Panel Paper: When Money Runs out: The Effect of Need-Based Aid on Late-Stage Progress to Degree Completion

Saturday, November 5, 2016 : 9:10 AM
Columbia 3 (Washington Hilton)

*Names in bold indicate Presenter

Zachary Mabel, Harvard University


College dropout is widespread across the U.S. postsecondary system, and there is mounting evidence that many students withdraw after making substantial academic progress (Bowen, Chingos, & McPherson, 2009; Mabel & Britton, 2016; Shapiro et al., 2014). A natural question to ask is why students are dropping out so close to the finish line.

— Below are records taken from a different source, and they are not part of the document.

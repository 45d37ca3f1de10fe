use serde::Serialize;

use campus_admin::{Course, Event, Page, University};

pub fn is_json(format: &str) -> bool {
    format == "json"
}

pub fn print_json<T: Serialize + ?Sized>(value: &T) {
    let output = serde_json::to_string_pretty(value).unwrap_or_default();
    println!("{}", output);
}

fn or_dash(value: Option<&str>) -> &str {
    match value {
        Some(v) if !v.is_empty() => v,
        _ => "-",
    }
}

fn status(active: bool) -> &'static str {
    if active {
        "active"
    } else {
        "inactive"
    }
}

/// Shared footer for paged listings.
pub fn print_page_footer<T>(page: &Page<T>, current: u32, limit: u32) {
    let pages = page.total_pages(limit);
    if pages > 1 {
        println!("\nPage {} of {} ({} total)", current, pages, page.total);
    } else {
        println!("\n{} total", page.total);
    }
}

pub fn university_line(u: &University) -> String {
    format!(
        "#{} {} - {} [{}]",
        u.id,
        u.name,
        or_dash(u.location.as_deref()),
        status(u.is_active)
    )
}

pub fn print_university(u: &University) {
    println!("{} (#{})", u.name, u.id);
    println!("  Location: {}", or_dash(u.location.as_deref()));
    println!("  Website: {}", or_dash(u.website.as_deref()));
    println!("  Logo: {}", or_dash(u.logo_url.as_deref()));
    println!("  Status: {}", status(u.is_active));
    if let Some(description) = u.description.as_deref().filter(|d| !d.is_empty()) {
        println!("\n  {}", description);
    }
}

pub fn course_line(c: &Course) -> String {
    format!(
        "#{} {} - {} ({}, {}) [{}]",
        c.id,
        c.title,
        c.university_name(),
        or_dash(c.level.as_deref()),
        or_dash(c.duration.as_deref()),
        status(c.is_active)
    )
}

pub fn print_course(c: &Course) {
    println!("{} (#{})", c.title, c.id);
    println!("  University: {}", c.university_name());
    println!("  Level: {}", or_dash(c.level.as_deref()));
    println!("  Duration: {}", or_dash(c.duration.as_deref()));
    println!("  URL: {}", or_dash(c.course_url.as_deref()));
    println!("  Status: {}", status(c.is_active));
    if let Some(description) = c.description.as_deref().filter(|d| !d.is_empty()) {
        println!("\n  {}", description);
    }
}

fn date_range(e: &Event) -> String {
    let start = e.start_date.as_deref().map(campus_admin::api::date_part);
    let end = e.end_date.as_deref().map(campus_admin::api::date_part);
    match (start, end) {
        (Some(start), Some(end)) if start != end => format!("{} - {}", start, end),
        (Some(start), _) => start,
        (None, Some(end)) => end,
        (None, None) => "-".to_string(),
    }
}

pub fn event_line(e: &Event) -> String {
    format!(
        "#{} {} - {} ({}) [{}]",
        e.id,
        e.name,
        or_dash(e.location.as_deref()),
        date_range(e),
        status(e.is_active)
    )
}

pub fn print_event(e: &Event) {
    println!("{} (#{})", e.name, e.id);
    println!("  Dates: {}", date_range(e));
    println!("  Location: {}", or_dash(e.location.as_deref()));
    println!("  Organizer: {}", or_dash(e.organizer.as_deref()));
    println!("  URL: {}", or_dash(e.event_url.as_deref()));
    println!("  Status: {}", status(e.is_active));

    let courses = e.courses.as_deref().unwrap_or_default();
    if courses.is_empty() {
        println!("  Courses: none");
    } else {
        println!("  Courses:");
        for course in courses {
            println!("    #{} {} ({})", course.id, course.title, course.university_name());
        }
    }
    if let Some(description) = e.description.as_deref().filter(|d| !d.is_empty()) {
        println!("\n  {}", description);
    }
}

In this study, I examine the impact of losing need-based aid on college persistence late into college. Empirically, whether late-stage aid facilitates progress to completion remains an open question. To the extent that aid increases the likelihood that students complete a college degree, the effect may be driven by early subsidies that set students on a path to graduation which they would follow in the absence of continued financial support. Alternatively, financial constraints may pose a barrier to attainment along the entire pathway to completion. The findings in this study tease out whether the effect of need-based aid on persistence varies with time spent in college and informs an important design consideration of grant programs: the length of time for which aid should be offered.

I shed light on the impact of losing eligibility for need-based aid by exploiting a recent change to federal Pell Grant eligibility rules which reduced the lifetime cap on aid from 18 to 12 semesters beginning in the 2012-13 academic year. Using eleven years of annual data from the October Current Population Survey and a difference-in-differences research design that compares income-eligible Pell students impacted by the rule change to income-eligible students not affected by the lifetime cap reduction, I find that eliminating Pell Grant eligibility decreased late-stage persistence to college by 14-15 percentage points, or approximately 4 points per $1,000 of grant aid. The spike in dropouts was concentrated among students who had completed several years of credits and were previously enrolled full-time at four-year institutions.

The evidence in this study is therefore consistent with financial constraints posing a persistent barrier to educational attainment along the entire pathway to college completion. The findings also suggest that student decisions to withdraw from college can be highly sensitive to policy changes that provoke unanticipated financial shocks.

REFERENCES

Bowen, W. G., Chingos, M. M., & McPherson, M. S. (2009). Crossing the finish line: Completing college at America’s public universities. Princeton, NJ: Princeton University Press.

Mabel, Z. A., & Britton, T. (2016). Leaving late: Understanding the extent and predictors of college late departure. Cambridge, MA. Unpublished manuscript.

Shapiro, D., Dundar, A., Yuan, X., Harrell, A., Wild, J., & Ziskin, M. (2014). Some College, No Degree: A National View of Students with Some College Enrollment, but No Completion. Herndon, VA: National Student Clearinghouse Research Center.